» Entries shown
+++++

use std::env;
use std::path::PathBuf;

use crate::http_cache::app_cache_dir;

pub const DEFAULT_APISPORTS_BASE: &str = "https://v3.football.api-sports.io";
pub const DEFAULT_BRAND: &str = "Betrun";
pub const DEFAULT_LEAGUE_AVG_GOALS: f64 = 2.6;
const DEFAULT_BIND: &str = "0.0.0.0:8000";
const DEFAULT_FETCH_PARALLELISM: usize = 4;
const DEFAULT_UPSTREAM_TIMEOUT_SECS: u64 = 20;

#[derive(Debug, Clone)]
pub struct AppConfig {
    pub apisports_key: Option<String>,
    pub apisports_base: String,
    pub strict_team_match: bool,
    pub brand: String,
    pub league_avg_goals: f64,
    pub bind_addr: String,
    pub picks_db: Option<PathBuf>,
    pub fetch_parallelism: usize,
    pub upstream_timeout_secs: u64,
}

impl Default for AppConfig {
    fn default() -> Self {
        Self::from_lookup(|_| None)
    }
}

impl AppConfig {
    pub fn from_env() -> Self {
        Self::from_lookup(|key| env::var(key).ok())
    }

    /// Builds the config from an arbitrary key lookup. Blank values count as unset.
    pub fn from_lookup(lookup: impl Fn(&str) -> Option<String>) -> Self {
        let get = |key: &str| {
            lookup(key)
                .map(|v| v.trim().to_string())
                .filter(|v| !v.is_empty())
        };

        let apisports_key = get("APISPORTS_KEY").or_else(|| get("APISPORTS"));
        let apisports_base =
            get("APISPORTS_BASE").unwrap_or_else(|| DEFAULT_APISPORTS_BASE.to_string());
        let strict_team_match = get("STRICT_TEAM_MATCH")
            .map(|v| parse_bool(&v))
            .unwrap_or(false);
        let brand = get("BRAND_NAME").unwrap_or_else(|| DEFAULT_BRAND.to_string());
        let league_avg_goals = get("FOOTBALL_LEAGUE_AVG_GOALS")
            .and_then(|v| v.parse::<f64>().ok())
            .filter(|v| v.is_finite() && *v > 0.0)
            .unwrap_or(DEFAULT_LEAGUE_AVG_GOALS);
        let bind_addr = get("BETRUN_BIND").unwrap_or_else(|| DEFAULT_BIND.to_string());
        let picks_db = get("PICKS_DB")
            .map(PathBuf::from)
            .or_else(|| app_cache_dir().map(|dir| dir.join("picks.sqlite")));
        let fetch_parallelism = get("FETCH_PARALLELISM")
            .and_then(|v| v.parse::<usize>().ok())
            .unwrap_or(DEFAULT_FETCH_PARALLELISM)
            .clamp(1, 16);
        let upstream_timeout_secs = get("UPSTREAM_TIMEOUT_SECS")
            .and_then(|v| v.parse::<u64>().ok())
            .unwrap_or(DEFAULT_UPSTREAM_TIMEOUT_SECS)
            .clamp(1, 120);

        Self {
            apisports_key,
            apisports_base,
            strict_team_match,
            brand,
            league_avg_goals,
            bind_addr,
            picks_db,
            fetch_parallelism,
            upstream_timeout_secs,
        }
    }
}

fn parse_bool(raw: &str) -> bool {
    matches!(raw.to_ascii_lowercase().as_str(), "1" | "true" | "yes")
}

#[cfg(test)]
mod tests {
    use std::collections::HashMap;

    use super::*;

    fn config_from(pairs: &[(&str, &str)]) -> AppConfig {
        let map: HashMap<String, String> = pairs
            .iter()
            .map(|(k, v)| (k.to_string(), v.to_string()))
            .collect();
        AppConfig::from_lookup(|key| map.get(key).cloned())
    }

    #[test]
    fn defaults_when_nothing_is_set() {
        let cfg = config_from(&[]);
        assert!(cfg.apisports_key.is_none());
        assert_eq!(cfg.apisports_base, DEFAULT_APISPORTS_BASE);
        assert!(!cfg.strict_team_match);
        assert_eq!(cfg.brand, "Betrun");
        assert_eq!(cfg.league_avg_goals, 2.6);
        assert_eq!(cfg.fetch_parallelism, 4);
    }

    #[test]
    fn legacy_key_name_is_accepted() {
        let cfg = config_from(&[("APISPORTS", "abc")]);
        assert_eq!(cfg.apisports_key.as_deref(), Some("abc"));
    }

    #[test]
    fn strict_match_accepts_truthy_words() {
        for raw in ["1", "true", "YES"] {
            assert!(config_from(&[("STRICT_TEAM_MATCH", raw)]).strict_team_match);
        }
        assert!(!config_from(&[("STRICT_TEAM_MATCH", "off")]).strict_team_match);
    }

    #[test]
    fn bad_numbers_fall_back() {
        let cfg = config_from(&[
            ("FOOTBALL_LEAGUE_AVG_GOALS", "-1"),
            ("FETCH_PARALLELISM", "500"),
        ]);
        assert_eq!(cfg.league_avg_goals, 2.6);
        assert_eq!(cfg.fetch_parallelism, 16);
    }
}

+++++

» Problem to solve
Set down, exactly and completely, all of the material.

» Solved problem
use std::env;
use std::path::PathBuf;

use crate::http_cache::app_cache_dir;

pub const DEFAULT_APISPORTS_BASE: &str = "https://v3.football.api-sports.io";
pub const DEFAULT_BRAND: &str = "Betrun";
pub const DEFAULT_LEAGUE_AVG_GOALS: f64 = 2.6;
const DEFAULT_BIND: &str = "0.0.0.0:8000";
const DEFAULT_FETCH_PARALLELISM: usize = 4;
const DEFAULT_UPSTREAM_TIMEOUT_SECS: u64 = 20;

#[derive(Debug, Clone)]
pub struct AppConfig {
    pub apisports_key: Option<String>,
    pub apisports_base: String,
    pub strict_team_match: bool,
    pub brand: String,
    pub league_avg_goals: f64,
    pub bind_addr: String,
    pub picks_db: Option<PathBuf>,
    pub fetch_parallelism: usize,
    pub upstream_timeout_secs: u64,
}

impl Default for AppConfig {
    fn default() -> Self {
        Self::from_lookup(|_| None)
    }
}

impl AppConfig {
    pub fn from_env() -> Self {
        Self::from_lookup(|key| env::var(key).ok())
    }

    /// Builds the config from an arbitrary key lookup. Blank values count as unset.
    pub fn from_lookup(lookup: impl Fn(&str) -> Option<String>) -> Self {
        let get = |key: &str| {
            lookup(key)
                .map(|v| v.trim().to_string())
                .filter(|v| !v.is_empty())
        };

        let apisports_key = get("APISPORTS_KEY").or_else(|| get("APISPORTS"));
        let apisports_base =
            get("APISPORTS_BASE").unwrap_or_else(|| DEFAULT_APISPORTS_BASE.to_string());
        let strict_team_match = get("STRICT_TEAM_MATCH")
            .map(|v| parse_bool(&v))
            .unwrap_or(false);
        let brand = get("BRAND_NAME").unwrap_or_else(|| DEFAULT_BRAND.to_string());
        let league_avg_goals = get("FOOTBALL_LEAGUE_AVG_GOALS")
            .and_then(|v| v.parse::<f64>().ok())
            .filter(|v| v.is_finite() && *v > 0.0)
            .unwrap_or(DEFAULT_LEAGUE_AVG_GOALS);
        let bind_addr = get("BETRUN_BIND").unwrap_or_else(|| DEFAULT_BIND.to_string());
        let picks_db = get("PICKS_DB")
            .map(PathBuf::from)
            .or_else(|| app_cache_dir().map(|dir| dir.join("picks.sqlite")));
        let fetch_parallelism = get("FETCH_PARALLELISM")
            .and_then(|v| v.parse::<usize>().ok())
            .unwrap_or(DEFAULT_FETCH_PARALLELISM)
            .clamp(1, 16);
        let upstream_timeout_secs = get("UPSTREAM_TIMEOUT_SECS")
            .and_then(|v| v.parse::<u64>().ok())
            .unwrap_or(DEFAULT_UPSTREAM_TIMEOUT_SECS)
            .clamp(1, 120);

        Self {
            apisports_key,
            apisports_base,
            strict_team_match,
            brand,
            league_avg_goals,
            bind_addr,
            picks_db,
            fetch_parallelism,
            upstream_timeout_secs,
        }
    }
}

fn parse_bool(raw: &str) -> bool {
    matches!(raw.to_ascii_lowercase().as_str(), "1" | "true" | "yes")
}

#[cfg(test)]
mod tests {
    use std::collections::HashMap;

    use super::*;

    fn config_from(pairs: &[(&str, &str)]) -> AppConfig {
        let map: HashMap<String, String> = pairs
            .iter()
            .map(|(k, v)| (k.to_string(), v.to_string()))
            .collect();
        AppConfig::from_lookup(|key| map.get(key).cloned())
    }

    #[test]
    fn defaults_when_nothing_is_set() {
        let cfg = config_from(&[]);
        assert!(cfg.apisports_key.is_none());
        assert_eq!(cfg.apisports_base, DEFAULT_APISPORTS_BASE);
        assert!(!cfg.strict_team_match);
        assert_eq!(cfg.brand, "Betrun");
        assert_eq!(cfg.league_avg_goals, 2.6);
        assert_eq!(cfg.fetch_parallelism, 4);
    }

    #[test]
    fn legacy_key_name_is_accepted() {
        let cfg = config_from(&[("APISPORTS", "abc")]);
        assert_eq!(cfg.apisports_key.as_deref(), Some("abc"));
    }

    #[test]
    fn strict_match_accepts_truthy_words() {
        for raw in ["1", "true", "YES"] {
            assert!(config_from(&[("STRICT_TEAM_MATCH", raw)]).strict_team_match);
        }
        assert!(!config_from(&[("STRICT_TEAM_MATCH", "off")]).strict_team_match);
    }

    #[test]
    fn bad_numbers_fall_back() {
        let cfg = config_from(&[
            ("FOOTBALL_LEAGUE_AVG_GOALS", "-1"),
            ("FETCH_PARALLELISM", "500"),
        ]);
        assert_eq!(cfg.league_avg_goals, 2.6);
        assert_eq!(cfg.fetch_parallelism, 16);
    }
}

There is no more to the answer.